En 2008 Salvador Allende regresa. Regresa el joven que fue capaz de asumir
un compromiso temprano con los valores de la democracia y del socialismo y
que consagró toda su vida a hacerlos realidad. Regresa el diputado y el
senador que impulsó numerosas iniciativas para mejorar las condiciones de
vida de las clases populares. Regresa el militante socialista que dedicó
sus energías a unir a la izquierda en torno a un programa político para
transformar la realidad chilena. Regresa el dirigente que nunca abandonó
la crítica al capitalismo y no claudicó en el anhelo de construir el
socialismo.
Regresa el Presidente de la República que
nacionalizó el cobre y erradicó el latifundio, promovió la participación
de los trabajadores en la dirección de la economía nacional, convirtió a
los campesinos en ciudadanos, impulsó el reparto de medio litro de leche
diario a todos los niños, defendió ante las Naciones Unidas un nuevo orden
económico mundial y ante la nación más poderosa del planeta la
determinación de su pueblo a construir el socialismo.

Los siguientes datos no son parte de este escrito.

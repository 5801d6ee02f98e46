#![forbid(unsafe_code)]
use assert_cmd::Command;
use predicates::prelude::*;
use std::fs;
use std::path::Path;
use tempfile::tempdir;

fn cli(team: &Path) -> Command {
    let mut cmd = Command::cargo_bin("relance-cli").unwrap();
    cmd.arg("--team").arg(team);
    cmd
}

fn seed(dir: &Path) -> std::path::PathBuf {
    let team = dir.join("team.json");
    let people = dir.join("people.csv");
    fs::write(
        &people,
        "handle,display_name,days,start_time,end_time,active\n\
         alice,Alice,mon-fri,09:00,18:00,yes\n\
         bob,Bob,mon;wed,10:00,16:00,\n\
         eve,Eve,,,,no\n",
    )
    .unwrap();
    cli(&team)
        .args(["import-salespeople", "--csv"])
        .arg(&people)
        .assert()
        .success();
    team
}

#[test]
fn due_on_weekend_moves_to_monday() {
    let dir = tempdir().unwrap();
    let team = seed(dir.path());
    cli(&team)
        .args(["--now", "2025-03-08T10:00", "due", "--handle", "alice"])
        .assert()
        .success()
        .stdout(predicate::str::contains("2025-03-10T09:00:00 next-workday"));
}

#[test]
fn due_without_schedule_is_unadjusted() {
    let dir = tempdir().unwrap();
    let team = seed(dir.path());
    cli(&team)
        .args(["--now", "2025-03-08T10:00", "due", "--handle", "eve", "--delay-minutes", "15"])
        .assert()
        .success()
        .stdout(predicate::str::contains("2025-03-08T10:15:00 unadjusted"));
}

#[test]
fn leaves_import_reschedules_and_overdue_exits_with_warning() {
    let dir = tempdir().unwrap();
    let team = seed(dir.path());

    cli(&team)
        .args(["--now", "2025-03-04T10:00", "create", "--lead", "anna", "--handle", "alice", "--delay-minutes", "1440"])
        .assert()
        .success()
        .stdout(predicate::str::contains("2025-03-05T10:00:00"));

    let leaves = dir.path().join("leaves.csv");
    fs::write(
        &leaves,
        "handle,start_date,end_date,start_time,end_time,status\nalice,2025-03-05,2025-03-05,,,approved\n",
    )
    .unwrap();
    cli(&team)
        .args(["--now", "2025-03-04T10:00", "import-leaves", "--csv"])
        .arg(&leaves)
        .assert()
        .success()
        .stdout(predicate::str::contains("1 follow-up(s) rescheduled"));

    let csv_out = dir.path().join("follow_ups.csv");
    cli(&team)
        .args(["list", "--out-csv"])
        .arg(&csv_out)
        .assert()
        .success()
        .stdout(predicate::str::contains("2025-03-06T09:00"));
    let exported = fs::read_to_string(&csv_out).unwrap();
    assert!(exported.starts_with("id,lead,salesperson,due_at,status,escalation_level"));
    assert!(exported.contains("anna,alice,2025-03-06T09:00:00,pending,0"));

    cli(&team)
        .args(["--now", "2025-03-06T08:00", "overdue"])
        .assert()
        .success()
        .stdout(predicate::str::contains("OK: no overdue follow-up"));

    cli(&team)
        .args(["--now", "2025-03-06T12:00", "overdue"])
        .assert()
        .code(2)
        .stdout(predicate::str::contains("180 min"));
}

#[test]
fn unknown_handle_fails() {
    let dir = tempdir().unwrap();
    let team = seed(dir.path());
    cli(&team)
        .args(["--now", "2025-03-04T10:00", "create", "--lead", "x", "--handle", "nobody"])
        .assert()
        .failure()
        .stderr(predicate::str::contains("unknown salesperson handle: nobody"));
}

#[test]
fn notify_writes_notice_file() {
    let dir = tempdir().unwrap();
    let team = seed(dir.path());
    let out = cli(&team)
        .args(["--now", "2025-03-04T10:00", "create", "--lead", "anna", "--handle", "alice"])
        .assert()
        .success()
        .get_output()
        .stdout
        .clone();
    let stdout = String::from_utf8(out).unwrap();
    let id = stdout.split_whitespace().next().unwrap().to_string();

    let notice = dir.path().join("notice.txt");
    cli(&team)
        .args(["--now", "2025-03-05T10:30", "notify", "--id", &id, "--out"])
        .arg(&notice)
        .assert()
        .success()
        .stdout(predicate::str::contains("Notice generated for alice"));
    let text = fs::read_to_string(&notice).unwrap();
    assert!(text.contains("It is now 24h30 overdue"));
}

#[test]
fn huge_delay_is_rejected_before_scheduling() {
    let dir = tempdir().unwrap();
    let team = seed(dir.path());
    cli(&team)
        .args(["--now", "2025-03-04T10:00", "due", "--handle", "alice", "--delay-minutes", "9223372036854775807"])
        .assert()
        .failure()
        .stderr(predicate::str::contains("invalid value"));
}

#[test]
fn team_file_with_huge_delay_fails_to_load() {
    let dir = tempdir().unwrap();
    let team = seed(dir.path());
    cli(&team)
        .args(["--now", "2025-03-04T10:00", "create", "--lead", "anna", "--handle", "alice", "--delay-minutes", "30"])
        .assert()
        .success();
    let raw = fs::read_to_string(&team).unwrap();
    let tampered = raw.replace("\"delay_minutes\": 30", "\"delay_minutes\": 9223372036854775807");
    assert_ne!(raw, tampered);
    fs::write(&team, tampered).unwrap();

    cli(&team)
        .args(["--now", "2025-03-04T10:00", "list"])
        .assert()
        .failure()
        .stderr(predicate::str::contains("out-of-range delay"));
}

#[test]
fn duplicate_handles_are_rejected_on_import() {
    let dir = tempdir().unwrap();
    let team = dir.path().join("team.json");
    let people = dir.path().join("people.csv");
    fs::write(&people, "handle,display_name,days,start_time,end_time\nalice,Alice,,,\nalice,Alice 2,,,\n").unwrap();
    cli(&team)
        .args(["import-salespeople", "--csv"])
        .arg(&people)
        .assert()
        .failure()
        .stderr(predicate::str::contains("duplicate salesperson handle: alice"));
    assert!(!team.exists());

    let team = seed(dir.path());
    let again = dir.path().join("again.csv");
    fs::write(&again, "handle,display_name,days,start_time,end_time\nbob,Bobby,,,\n").unwrap();
    cli(&team)
        .args(["import-salespeople", "--csv"])
        .arg(&again)
        .assert()
        .failure()
        .stderr(predicate::str::contains("duplicate salesperson handle: bob"));
}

Hoy renace la esperanza en América Latina y las grandes alamedas del
socialismo vuelven a surgir en el horizonte: se trata de la lucha por una
profunda y radical democratización de la sociedad, en todas las esferas,
incluida la económica. En este camino nos acompañará “el metal tranquilo”
de su voz, el ejemplo inolvidable del Compañero Presidente, que nos
convocó a la esperanza aquel negro 11 de septiembre: “Trabajadores de mi
patria: tengo fe en Chile y su destino. Superarán otros hombres este
momento gris y amargo en que la traición pretende imponerse. Sigan ustedes
sabiendo que mucho más temprano que tarde de nuevo abrirán las grandes
alamedas por donde pase el hombre libre para construir una sociedad mejor”
/ AZ
* Mario Amorós, historiador y
periodista, es autor de Compañero Presidente. Salvador Allende, una vida
por la democracia y el socialismo (Publicaciones de la Universidad de
Valencia. Valencia, 2008. 376 págs.).